TASK DIRECTIONS – Among the entries below, count the lines where the string "Renamed" occurs, and give only the number.

LISTED ENTRIES –
= = = =
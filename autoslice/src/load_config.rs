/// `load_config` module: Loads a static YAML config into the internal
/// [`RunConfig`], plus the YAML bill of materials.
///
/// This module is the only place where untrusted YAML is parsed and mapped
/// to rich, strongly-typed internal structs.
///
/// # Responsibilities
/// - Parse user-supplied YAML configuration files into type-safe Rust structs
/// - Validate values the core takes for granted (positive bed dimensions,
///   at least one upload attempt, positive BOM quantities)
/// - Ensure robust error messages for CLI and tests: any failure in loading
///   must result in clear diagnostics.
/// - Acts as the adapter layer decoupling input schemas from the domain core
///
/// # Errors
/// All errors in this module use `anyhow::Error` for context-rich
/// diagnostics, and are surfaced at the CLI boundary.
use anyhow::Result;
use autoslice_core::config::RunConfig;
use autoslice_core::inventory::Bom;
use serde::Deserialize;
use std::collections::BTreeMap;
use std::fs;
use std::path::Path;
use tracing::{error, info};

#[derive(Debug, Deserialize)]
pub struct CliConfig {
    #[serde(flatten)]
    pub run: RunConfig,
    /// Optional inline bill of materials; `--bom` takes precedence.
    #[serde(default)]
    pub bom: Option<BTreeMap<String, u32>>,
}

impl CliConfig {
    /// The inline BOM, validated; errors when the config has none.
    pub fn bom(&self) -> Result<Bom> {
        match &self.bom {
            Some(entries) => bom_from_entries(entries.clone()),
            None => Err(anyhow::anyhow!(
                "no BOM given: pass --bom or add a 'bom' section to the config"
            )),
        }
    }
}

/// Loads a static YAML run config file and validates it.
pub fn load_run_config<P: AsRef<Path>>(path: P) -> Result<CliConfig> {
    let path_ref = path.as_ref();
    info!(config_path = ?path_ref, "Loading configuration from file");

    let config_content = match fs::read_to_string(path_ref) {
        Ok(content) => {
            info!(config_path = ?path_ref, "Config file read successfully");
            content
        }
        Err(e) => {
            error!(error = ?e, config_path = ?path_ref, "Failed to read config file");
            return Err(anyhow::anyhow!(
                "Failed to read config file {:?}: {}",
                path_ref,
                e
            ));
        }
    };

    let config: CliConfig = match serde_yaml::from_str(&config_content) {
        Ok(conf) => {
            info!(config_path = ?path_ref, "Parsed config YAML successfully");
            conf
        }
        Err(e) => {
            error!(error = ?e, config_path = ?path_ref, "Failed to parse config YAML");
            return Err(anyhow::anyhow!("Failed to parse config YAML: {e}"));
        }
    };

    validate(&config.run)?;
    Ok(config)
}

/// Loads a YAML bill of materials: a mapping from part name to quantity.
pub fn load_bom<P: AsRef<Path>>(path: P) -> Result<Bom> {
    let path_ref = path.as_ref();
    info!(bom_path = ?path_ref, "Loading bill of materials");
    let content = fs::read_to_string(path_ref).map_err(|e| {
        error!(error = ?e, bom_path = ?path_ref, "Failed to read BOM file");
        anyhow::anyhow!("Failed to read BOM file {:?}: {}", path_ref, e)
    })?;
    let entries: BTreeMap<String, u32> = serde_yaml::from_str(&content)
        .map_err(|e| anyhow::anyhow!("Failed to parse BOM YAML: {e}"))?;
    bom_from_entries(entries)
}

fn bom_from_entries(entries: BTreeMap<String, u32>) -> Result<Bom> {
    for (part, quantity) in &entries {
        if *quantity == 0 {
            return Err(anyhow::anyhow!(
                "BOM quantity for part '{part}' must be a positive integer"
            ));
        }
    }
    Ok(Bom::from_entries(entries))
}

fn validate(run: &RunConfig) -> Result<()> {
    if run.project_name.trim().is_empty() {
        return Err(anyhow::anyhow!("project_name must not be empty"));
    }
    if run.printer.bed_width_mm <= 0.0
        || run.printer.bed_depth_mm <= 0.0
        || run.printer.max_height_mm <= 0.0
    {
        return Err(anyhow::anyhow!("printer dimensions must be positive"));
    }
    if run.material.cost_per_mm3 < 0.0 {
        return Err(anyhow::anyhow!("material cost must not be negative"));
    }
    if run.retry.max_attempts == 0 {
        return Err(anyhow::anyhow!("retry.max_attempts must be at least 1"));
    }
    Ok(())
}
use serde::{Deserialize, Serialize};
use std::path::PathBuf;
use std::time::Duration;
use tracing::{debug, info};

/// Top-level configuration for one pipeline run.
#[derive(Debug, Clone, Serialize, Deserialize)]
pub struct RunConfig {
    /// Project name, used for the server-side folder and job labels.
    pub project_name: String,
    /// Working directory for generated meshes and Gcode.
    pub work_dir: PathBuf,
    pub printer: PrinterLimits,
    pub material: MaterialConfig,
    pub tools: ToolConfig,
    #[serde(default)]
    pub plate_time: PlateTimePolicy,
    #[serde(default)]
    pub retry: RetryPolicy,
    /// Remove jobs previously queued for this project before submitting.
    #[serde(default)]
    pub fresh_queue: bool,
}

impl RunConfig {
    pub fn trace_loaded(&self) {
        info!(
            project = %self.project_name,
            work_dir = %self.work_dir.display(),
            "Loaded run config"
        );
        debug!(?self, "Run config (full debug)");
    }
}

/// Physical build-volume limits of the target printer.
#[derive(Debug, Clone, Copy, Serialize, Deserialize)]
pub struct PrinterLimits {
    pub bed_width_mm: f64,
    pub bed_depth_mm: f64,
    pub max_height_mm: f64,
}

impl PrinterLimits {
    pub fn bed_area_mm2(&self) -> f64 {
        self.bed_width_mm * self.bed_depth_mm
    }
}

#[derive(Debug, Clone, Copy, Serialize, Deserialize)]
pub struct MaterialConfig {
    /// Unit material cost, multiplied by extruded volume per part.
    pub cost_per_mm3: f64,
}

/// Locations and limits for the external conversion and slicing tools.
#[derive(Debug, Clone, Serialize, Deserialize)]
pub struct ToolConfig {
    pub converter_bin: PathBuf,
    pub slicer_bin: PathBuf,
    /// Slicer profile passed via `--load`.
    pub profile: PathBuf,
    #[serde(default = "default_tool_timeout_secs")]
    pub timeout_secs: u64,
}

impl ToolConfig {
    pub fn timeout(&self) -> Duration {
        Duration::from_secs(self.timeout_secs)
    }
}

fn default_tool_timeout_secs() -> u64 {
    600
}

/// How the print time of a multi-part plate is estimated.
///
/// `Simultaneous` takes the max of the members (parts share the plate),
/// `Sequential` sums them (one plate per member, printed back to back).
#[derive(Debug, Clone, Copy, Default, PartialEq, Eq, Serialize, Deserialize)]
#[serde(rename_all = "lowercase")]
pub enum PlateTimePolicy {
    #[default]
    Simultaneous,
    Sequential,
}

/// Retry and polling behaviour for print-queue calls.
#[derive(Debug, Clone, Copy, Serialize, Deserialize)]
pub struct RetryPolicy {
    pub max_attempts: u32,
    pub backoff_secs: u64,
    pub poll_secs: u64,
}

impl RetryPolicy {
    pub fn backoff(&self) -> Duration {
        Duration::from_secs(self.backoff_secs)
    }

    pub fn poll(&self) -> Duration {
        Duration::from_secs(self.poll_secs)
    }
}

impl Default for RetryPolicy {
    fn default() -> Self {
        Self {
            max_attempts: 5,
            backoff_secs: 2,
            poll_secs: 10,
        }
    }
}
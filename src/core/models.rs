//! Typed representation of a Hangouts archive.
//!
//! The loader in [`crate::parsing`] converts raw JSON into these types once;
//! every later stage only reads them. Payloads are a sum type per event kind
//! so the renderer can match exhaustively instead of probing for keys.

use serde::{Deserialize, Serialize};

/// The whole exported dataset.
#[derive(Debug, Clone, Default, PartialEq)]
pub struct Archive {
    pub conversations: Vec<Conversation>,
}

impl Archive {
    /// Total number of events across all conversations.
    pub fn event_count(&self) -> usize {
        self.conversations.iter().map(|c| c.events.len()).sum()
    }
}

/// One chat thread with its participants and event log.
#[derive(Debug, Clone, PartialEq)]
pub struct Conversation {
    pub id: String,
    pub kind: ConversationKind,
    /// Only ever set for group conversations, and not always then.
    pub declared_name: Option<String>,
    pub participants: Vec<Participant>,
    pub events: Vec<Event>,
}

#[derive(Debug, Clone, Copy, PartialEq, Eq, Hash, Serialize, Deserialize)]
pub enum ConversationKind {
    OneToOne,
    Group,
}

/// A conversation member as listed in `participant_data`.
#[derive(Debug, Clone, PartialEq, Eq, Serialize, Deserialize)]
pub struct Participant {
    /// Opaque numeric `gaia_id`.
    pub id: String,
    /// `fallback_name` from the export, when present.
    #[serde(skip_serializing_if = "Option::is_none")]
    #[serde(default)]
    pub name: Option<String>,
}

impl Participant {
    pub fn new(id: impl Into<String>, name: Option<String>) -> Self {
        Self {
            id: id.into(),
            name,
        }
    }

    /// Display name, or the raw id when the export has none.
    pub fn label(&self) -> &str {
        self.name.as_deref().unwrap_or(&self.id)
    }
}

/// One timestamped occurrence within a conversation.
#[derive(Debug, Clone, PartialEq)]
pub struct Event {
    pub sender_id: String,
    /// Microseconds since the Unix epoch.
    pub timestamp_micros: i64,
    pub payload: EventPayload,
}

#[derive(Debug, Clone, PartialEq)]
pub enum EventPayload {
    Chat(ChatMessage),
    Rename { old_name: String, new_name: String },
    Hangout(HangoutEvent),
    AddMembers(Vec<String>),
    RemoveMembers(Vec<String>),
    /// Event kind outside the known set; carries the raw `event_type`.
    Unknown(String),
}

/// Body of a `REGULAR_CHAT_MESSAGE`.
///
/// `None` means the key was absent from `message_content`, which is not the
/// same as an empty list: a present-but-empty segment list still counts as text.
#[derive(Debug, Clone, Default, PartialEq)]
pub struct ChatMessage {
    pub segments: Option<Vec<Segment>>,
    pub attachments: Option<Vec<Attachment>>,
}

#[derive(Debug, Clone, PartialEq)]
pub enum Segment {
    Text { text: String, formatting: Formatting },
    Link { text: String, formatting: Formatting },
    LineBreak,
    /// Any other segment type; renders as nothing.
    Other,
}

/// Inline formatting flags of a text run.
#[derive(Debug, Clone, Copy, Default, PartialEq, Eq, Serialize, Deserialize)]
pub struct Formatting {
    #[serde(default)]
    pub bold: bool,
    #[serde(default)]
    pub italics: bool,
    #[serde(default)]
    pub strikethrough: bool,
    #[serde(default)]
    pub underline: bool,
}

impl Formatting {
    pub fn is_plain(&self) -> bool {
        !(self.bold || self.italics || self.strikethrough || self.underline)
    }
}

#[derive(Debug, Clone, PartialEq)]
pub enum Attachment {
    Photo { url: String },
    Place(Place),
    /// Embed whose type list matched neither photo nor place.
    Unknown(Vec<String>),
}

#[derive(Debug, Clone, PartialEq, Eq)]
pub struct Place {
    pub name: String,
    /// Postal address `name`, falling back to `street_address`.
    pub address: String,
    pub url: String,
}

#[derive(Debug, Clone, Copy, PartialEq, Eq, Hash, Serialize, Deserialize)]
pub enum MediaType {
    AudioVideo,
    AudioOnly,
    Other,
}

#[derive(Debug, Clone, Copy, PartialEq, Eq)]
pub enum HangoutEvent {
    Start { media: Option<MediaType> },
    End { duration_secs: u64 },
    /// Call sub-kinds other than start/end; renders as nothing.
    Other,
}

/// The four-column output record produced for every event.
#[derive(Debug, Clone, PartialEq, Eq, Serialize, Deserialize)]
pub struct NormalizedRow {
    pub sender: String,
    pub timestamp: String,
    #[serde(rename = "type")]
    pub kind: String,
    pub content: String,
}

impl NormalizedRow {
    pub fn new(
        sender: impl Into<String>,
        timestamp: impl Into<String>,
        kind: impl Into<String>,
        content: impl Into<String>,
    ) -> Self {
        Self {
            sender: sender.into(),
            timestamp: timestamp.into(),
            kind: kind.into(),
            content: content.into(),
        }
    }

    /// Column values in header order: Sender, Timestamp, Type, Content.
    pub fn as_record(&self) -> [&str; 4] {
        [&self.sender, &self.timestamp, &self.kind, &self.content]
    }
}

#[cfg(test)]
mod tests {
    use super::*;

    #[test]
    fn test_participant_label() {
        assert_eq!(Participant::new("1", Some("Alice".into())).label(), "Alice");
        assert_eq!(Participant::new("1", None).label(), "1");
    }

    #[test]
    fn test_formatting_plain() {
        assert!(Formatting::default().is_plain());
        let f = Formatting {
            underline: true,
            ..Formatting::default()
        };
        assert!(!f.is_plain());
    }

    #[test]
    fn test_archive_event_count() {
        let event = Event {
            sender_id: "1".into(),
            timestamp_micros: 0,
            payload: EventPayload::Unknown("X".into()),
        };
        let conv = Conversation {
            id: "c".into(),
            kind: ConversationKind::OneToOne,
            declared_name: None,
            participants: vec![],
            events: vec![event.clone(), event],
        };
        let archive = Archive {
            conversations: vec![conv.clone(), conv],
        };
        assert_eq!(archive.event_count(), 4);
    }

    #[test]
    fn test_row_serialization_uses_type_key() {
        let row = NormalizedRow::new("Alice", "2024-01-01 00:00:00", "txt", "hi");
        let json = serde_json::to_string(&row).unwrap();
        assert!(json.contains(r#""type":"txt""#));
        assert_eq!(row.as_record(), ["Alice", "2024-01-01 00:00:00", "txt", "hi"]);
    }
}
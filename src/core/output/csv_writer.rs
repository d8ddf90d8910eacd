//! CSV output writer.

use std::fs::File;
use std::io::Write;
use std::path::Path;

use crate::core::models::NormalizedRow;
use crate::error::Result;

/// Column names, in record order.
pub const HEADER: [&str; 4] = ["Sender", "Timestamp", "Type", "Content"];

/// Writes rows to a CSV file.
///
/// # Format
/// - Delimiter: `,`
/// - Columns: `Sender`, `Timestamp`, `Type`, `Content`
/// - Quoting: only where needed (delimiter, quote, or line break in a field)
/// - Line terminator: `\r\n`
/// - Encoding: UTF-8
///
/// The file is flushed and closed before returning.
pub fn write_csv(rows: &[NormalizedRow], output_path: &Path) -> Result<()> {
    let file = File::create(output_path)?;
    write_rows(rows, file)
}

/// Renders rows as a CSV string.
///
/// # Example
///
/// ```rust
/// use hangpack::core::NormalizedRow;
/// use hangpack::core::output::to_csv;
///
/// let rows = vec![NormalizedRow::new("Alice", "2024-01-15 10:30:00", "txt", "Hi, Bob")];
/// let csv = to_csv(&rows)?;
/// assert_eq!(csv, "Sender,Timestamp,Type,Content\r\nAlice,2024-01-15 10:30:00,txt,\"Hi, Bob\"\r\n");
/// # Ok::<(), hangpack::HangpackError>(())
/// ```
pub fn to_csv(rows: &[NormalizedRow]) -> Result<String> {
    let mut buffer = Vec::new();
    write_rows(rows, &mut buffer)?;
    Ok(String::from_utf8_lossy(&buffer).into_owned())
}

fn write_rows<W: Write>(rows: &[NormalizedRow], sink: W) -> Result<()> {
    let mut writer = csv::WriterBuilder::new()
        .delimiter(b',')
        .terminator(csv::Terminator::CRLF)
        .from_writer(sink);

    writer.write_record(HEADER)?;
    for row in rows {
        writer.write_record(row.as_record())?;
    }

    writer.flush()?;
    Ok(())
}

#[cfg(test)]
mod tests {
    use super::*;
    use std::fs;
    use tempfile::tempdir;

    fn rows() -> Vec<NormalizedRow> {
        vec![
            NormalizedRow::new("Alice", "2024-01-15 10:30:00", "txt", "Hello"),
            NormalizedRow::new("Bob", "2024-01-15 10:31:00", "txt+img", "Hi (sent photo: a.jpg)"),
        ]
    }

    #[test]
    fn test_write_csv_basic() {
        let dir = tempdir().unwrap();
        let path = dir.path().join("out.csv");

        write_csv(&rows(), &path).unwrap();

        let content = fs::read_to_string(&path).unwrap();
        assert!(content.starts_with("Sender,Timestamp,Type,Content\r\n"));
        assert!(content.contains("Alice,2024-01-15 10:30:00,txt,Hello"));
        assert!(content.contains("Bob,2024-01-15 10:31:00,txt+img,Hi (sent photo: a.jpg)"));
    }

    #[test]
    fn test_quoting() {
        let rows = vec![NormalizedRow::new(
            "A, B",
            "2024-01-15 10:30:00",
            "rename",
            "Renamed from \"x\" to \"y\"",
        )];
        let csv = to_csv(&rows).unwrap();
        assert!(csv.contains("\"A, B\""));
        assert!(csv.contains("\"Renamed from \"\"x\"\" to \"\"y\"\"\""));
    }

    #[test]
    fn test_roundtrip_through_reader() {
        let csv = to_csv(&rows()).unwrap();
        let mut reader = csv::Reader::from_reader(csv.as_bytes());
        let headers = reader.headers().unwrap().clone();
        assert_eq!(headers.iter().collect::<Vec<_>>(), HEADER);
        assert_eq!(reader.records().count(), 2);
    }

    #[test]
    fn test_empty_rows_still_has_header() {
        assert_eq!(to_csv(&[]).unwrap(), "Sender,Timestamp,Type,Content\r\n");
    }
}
= = = =
FINISHED TASK – 2